## EXERCISE DESCRIPTION
Scan the material below for the word "views", then copy every line in which it appears.

[Start of Attachment]

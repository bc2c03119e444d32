//! In-memory collection store and derived views.
//!
//! # Responsibility
//! - Hold the authoritative note and todo collections.
//! - Apply add/update/delete/toggle by stable `id`.
//! - Derive filtered views, categories and counters on demand.
//!
//! # Invariants
//! - `id` values are unique within a collection.
//! - Unknown ids degrade to no-ops; no operation here fails.
//! - Derived views never mutate or cache collection state.

pub mod collection;
pub mod filter;

pub use collection::{Collection, Entity, TodoCounts};
pub use filter::{EntityFilter, FilteredView, StatusFilter};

[End of Attachment]

## WRITTEN REPLY
//! In-memory collection store and derived views.
//! - Derive filtered views, categories and counters on demand.
//! - Derived views never mutate or cache collection state.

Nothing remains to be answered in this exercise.